Your hospital consultant must chase up, follow up on and advise you of the results of any tests they organise.

They must make any further necessary referrals for the problem your GP has referred you for help with:

In line with the hospitals NHS Contract along with guidance from the BMA, GMC and BHRUT’s  medical director, hospitals consultants must arrange for any of the following which they or their team arranged or required; to be arranged, chased and followed up by their own team:

  • Tests/investigations.
  • Appointment-bookings. 
  • Onward referrals, including tertiary referrals, as per the hospital NHS contract & the BHR consultant to consultant referral policy. Most tertiary (specialist hospital) centre referrals need to come from secondary(hospital) care. 

Sick Certificates must be issued by your hospital team for your hospital care and illnesses under their care

Under Section 11 of the new hospital standard contract, which came into force on 1 April 2017, to which all NHS organisations have signed up. The contract sets new requirements to reduce inappropriate bureaucratic workload shift onto GP practices.

11.11 Where a Service User either: 11.11.1  is admitted to hospital under the care of a member of the Provider’s medical Staff; or 11.11.2  is discharged from such care; or 11.11.3  attends an outpatient clinic under the care of a member of the Provider’s medical Staff, the Provider must, where appropriate under and in accordance with Fit Note Guidance, issue free of charge to the Service User or their Carer or Legal Guardian any necessary medical certificate to prove the Service User’s fitness or otherwise to work, covering the period until the date by which it is anticipated that the Service User will have recovered or by which it will be appropriate for a further clinical review to be carried out.

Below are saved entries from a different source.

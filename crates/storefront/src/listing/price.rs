//! Price resolution across the two product payload shapes.

use rust_decimal::Decimal;
use thiserror::Error;

use brulerie_core::format_eur;

use crate::catalog::types::{ProductItem, RefinedProduct};

/// The payload a listed price is read from.
///
/// Search items carry the legacy `price_range`; swatch refinements carry
/// view-style prices. The two never mix, so the discriminant is explicit.
#[derive(Debug, Clone, Copy)]
pub enum PricedItem<'a> {
    /// Catalog search item with `price_range` on the legacy record.
    Catalog(&'a ProductItem),
    /// Swatch-refined product with `priceRange`/`price`.
    Refined(&'a RefinedProduct),
}

/// Which tier and price kind to resolve.
#[derive(Debug, Clone, Copy, Default)]
pub struct PriceFlags {
    /// Read the maximum tier instead of the minimum.
    pub use_maximum: bool,
    /// Read the final (discounted) price instead of the regular one.
    pub use_final: bool,
}

/// Price resolution failures.
#[derive(Debug, Error, PartialEq, Eq)]
pub enum PriceError {
    /// The requested tier or price kind is absent from the payload.
    #[error("price data missing for the requested tier")]
    Missing,
}

/// Resolve the numeric amount for a listed product.
///
/// Refined products fall back from the range minimum to the flat price
/// when range data is absent; the maximum tier has no such fallback.
///
/// # Errors
///
/// Returns [`PriceError::Missing`] when the selected tier or price kind
/// is not populated.
pub fn resolve_price(item: PricedItem<'_>, flags: PriceFlags) -> Result<Decimal, PriceError> {
    match item {
        PricedItem::Catalog(product_item) => {
            let range = product_item
                .product
                .price_range
                .as_ref()
                .ok_or(PriceError::Missing)?;

            let tier = if flags.use_maximum {
                range.maximum_price.as_ref()
            } else {
                range.minimum_price.as_ref()
            }
            .ok_or(PriceError::Missing)?;

            let price = if flags.use_final {
                tier.final_price.as_ref()
            } else {
                tier.regular_price.as_ref()
            }
            .ok_or(PriceError::Missing)?;

            Ok(price.value)
        }
        PricedItem::Refined(refined) => {
            let tier = if flags.use_maximum {
                refined.price_range.as_ref().and_then(|r| r.maximum.as_ref())
            } else {
                refined
                    .price_range
                    .as_ref()
                    .and_then(|r| r.minimum.as_ref())
                    .or(refined.price.as_ref())
            }
            .ok_or(PriceError::Missing)?;

            let amount = if flags.use_final {
                tier.r#final.as_ref()
            } else {
                tier.regular.as_ref()
            }
            .ok_or(PriceError::Missing)?;

            amount
                .amount
                .as_ref()
                .map(|m| m.value)
                .ok_or(PriceError::Missing)
        }
    }
}

/// Resolve and format for display.
///
/// # Errors
///
/// Propagates [`PriceError::Missing`] from [`resolve_price`].
pub fn resolve_display_price(
    item: PricedItem<'_>,
    flags: PriceFlags,
) -> Result<String, PriceError> {
    resolve_price(item, flags).map(format_eur)
}
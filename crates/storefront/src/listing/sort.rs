//! Sort choices derived from attribute metadata.

use serde::{Deserialize, Serialize};

use crate::catalog::types::{GqlSortInput, SortDirection, SortMetadata};

use super::translation::Translation;

/// A user-facing sort choice; `value` is the wire attribute code.
#[derive(Debug, Clone, PartialEq, Eq, Serialize, Deserialize)]
pub struct SortOption {
    pub label: String,
    pub value: String,
}

/// Static sort choices shown before attribute metadata arrives.
#[must_use]
pub fn default_sort_options() -> Vec<SortOption> {
    vec![
        SortOption {
            label: "Most Relevant".to_string(),
            value: "relevance".to_string(),
        },
        SortOption {
            label: "Price: Low to High".to_string(),
            value: "price".to_string(),
        },
        SortOption {
            label: "Price: High to Low".to_string(),
            value: "price".to_string(),
        },
    ]
}

/// Derive the sort dropdown choices from server metadata.
///
/// Seeds with `position` in category browse, `relevance` otherwise, then
/// appends one choice per metadata entry in input order. Skipped entries:
/// attributes containing `relevance` or `position` (already seeded), and
/// `inStock` while out-of-stock products are hidden.
#[must_use]
pub fn sort_options_from_metadata(
    translation: &Translation,
    sort_metadata: &[SortMetadata],
    display_out_of_stock: &str,
    category_path: &str,
) -> Vec<SortOption> {
    let mut sort_options = if category_path.is_empty() {
        vec![SortOption {
            label: translation.sort_dropdown.relevance_label.clone(),
            value: "relevance".to_string(),
        }]
    } else {
        vec![SortOption {
            label: translation.sort_dropdown.position_label.clone(),
            value: "position".to_string(),
        }]
    };

    // The flag is a raw config string; only the literal "1" shows
    // out-of-stock products
    let display_in_stock_only = display_out_of_stock != "1";

    for entry in sort_metadata {
        if entry.attribute.contains("relevance")
            || (entry.attribute.contains("inStock") && display_in_stock_only)
            || entry.attribute.contains("position")
        {
            continue;
        }

        let label = translation
            .sort_dropdown
            .custom_labels
            .get(&entry.label)
            .cloned()
            .unwrap_or_else(|| entry.label.clone());

        sort_options.push(SortOption {
            label,
            value: entry.attribute.clone(),
        });
    }

    sort_options
}

/// Build the wire sort directive for a selected option.
///
/// An empty option means the server's default ordering (relevance or
/// position), signalled by `None` rather than an empty directive.
#[must_use]
pub fn gql_sort_input(
    sort_option: &str,
    sort_direction: Option<SortDirection>,
) -> Option<Vec<GqlSortInput>> {
    if sort_option.is_empty() {
        return None;
    }

    Some(vec![GqlSortInput {
        attribute: sort_option.to_string(),
        direction: sort_direction.unwrap_or_default(),
    }])
}
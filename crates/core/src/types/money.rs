//! Monetary amounts and display formatting.
//!
//! The storefront sells in a single market: amounts are rendered with the
//! French number format and the euro sign no matter which currency code the
//! backend reports on the wire. [`format_eur`] reproduces the ICU `fr-FR`
//! output (narrow no-break space between digit groups, no-break space before
//! the sign).

use rust_decimal::{Decimal, RoundingStrategy};
use serde::{Deserialize, Serialize};

/// Narrow no-break space used between digit groups.
const GROUP_SEPARATOR: char = '\u{202f}';
/// No-break space between the amount and the euro sign.
const SIGN_SEPARATOR: char = '\u{00a0}';

/// A monetary amount with its wire currency code.
#[derive(Debug, Clone, Copy, PartialEq, Eq, Serialize, Deserialize)]
pub struct Money {
    /// Amount in the currency's standard unit (e.g., euros, not cents).
    pub amount: Decimal,
    /// ISO 4217 currency code.
    pub currency_code: CurrencyCode,
}

impl Money {
    /// Create a new amount.
    #[must_use]
    pub const fn new(amount: Decimal, currency_code: CurrencyCode) -> Self {
        Self {
            amount,
            currency_code,
        }
    }

    /// Create a euro amount.
    #[must_use]
    pub const fn eur(amount: Decimal) -> Self {
        Self::new(amount, CurrencyCode::EUR)
    }

    /// Display string for the listing.
    ///
    /// Always formats with [`format_eur`], ignoring `currency_code`.
    #[must_use]
    pub fn display(&self) -> String {
        format_eur(self.amount)
    }
}

/// ISO 4217 currency codes.
#[derive(Debug, Clone, Copy, PartialEq, Eq, Hash, Serialize, Deserialize, Default)]
pub enum CurrencyCode {
    #[default]
    EUR,
    USD,
    GBP,
}

impl CurrencyCode {
    /// Currency symbol for display.
    #[must_use]
    pub const fn symbol(self) -> &'static str {
        match self {
            Self::EUR => "€",
            Self::USD => "$",
            Self::GBP => "£",
        }
    }

    /// ISO 4217 code as a string.
    #[must_use]
    pub const fn code(self) -> &'static str {
        match self {
            Self::EUR => "EUR",
            Self::USD => "USD",
            Self::GBP => "GBP",
        }
    }
}

/// Format an amount as French-locale euro text, e.g. `1 234,56 €`.
///
/// Rounds to two decimal places with ties away from zero, groups integer
/// digits in threes with a narrow no-break space, and separates the euro
/// sign with a no-break space.
#[must_use]
pub fn format_eur(amount: Decimal) -> String {
    let mut rounded = amount.round_dp_with_strategy(2, RoundingStrategy::MidpointAwayFromZero);
    rounded.rescale(2);

    let repr = rounded.abs().to_string();
    // Scale 2 guarantees a fractional part; the fallback never fires.
    let (units, cents) = repr.split_once('.').unwrap_or((repr.as_str(), "00"));

    let sign = if rounded.is_sign_negative() && !rounded.is_zero() {
        "-"
    } else {
        ""
    };

    format!("{sign}{},{cents}{SIGN_SEPARATOR}€", group_digits(units))
}

/// Insert a group separator every three digits, counting from the right.
fn group_digits(digits: &str) -> String {
    let len = digits.chars().count();
    let mut out = String::with_capacity(len + len / 3);
    for (i, c) in digits.chars().enumerate() {
        if i > 0 && (len - i) % 3 == 0 {
            out.push(GROUP_SEPARATOR);
        }
        out.push(c);
    }
    out
}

Failure to supply patients with appropriate certification following discharge from inpatient or day case care, or from an outpatient appointment waste millions of GP appointments annually and incurs unnecessary additional bureaucracy on hard pressed GP surgeries

Click here for the DOH’s guidance on issuing medical certificates for hospital doctors

Patient Queries regarding hospital care must be answered by your hospital team:

This responsibility is part of new contractual requirements in the standard hospital contract which came into force on 1 April 2017, to  reduce inappropriate bureaucratic workload shift onto GP practices, and provide  patients with timely responses to any concerns or questions that may have relating to their care under a hospital service.

Contract reference SC12.2 states that the Provider must: 12.2.1 provide Service Users (in relation to their own care) and Referrers (in relation to the care of an individual Service User) with clear information in respect of each Service about who to contact if they have questions about their care and how to do so; 12.2.2 ensure that there are efficient arrangements in place in respect of each Service for responding promptly and effectively to such questions and that these are publicised to Service Users and Referrers using all appropriate means, including appointment and admission letters and on the Provider’s website; and 12.2.3 wherever possible, deal with such questions from Service Users itself, and not by advising the Service User to speak to their Referrer.

In line with the national contract requirement, the hospital provider should publicise to patients contact arrangements for any queries they have. Inappropriately referring the patient back to contact the GP is frustrating to patients, causes delay in them receiving a response, and wastes GP and staff time, at a time whent general practice is under unprecedented workload pressures. In fact several million GP appointments are wasted nationally due to patients seeing a GP for queries that should have been dealt with by other providers, and which could instead have been offered to other patients.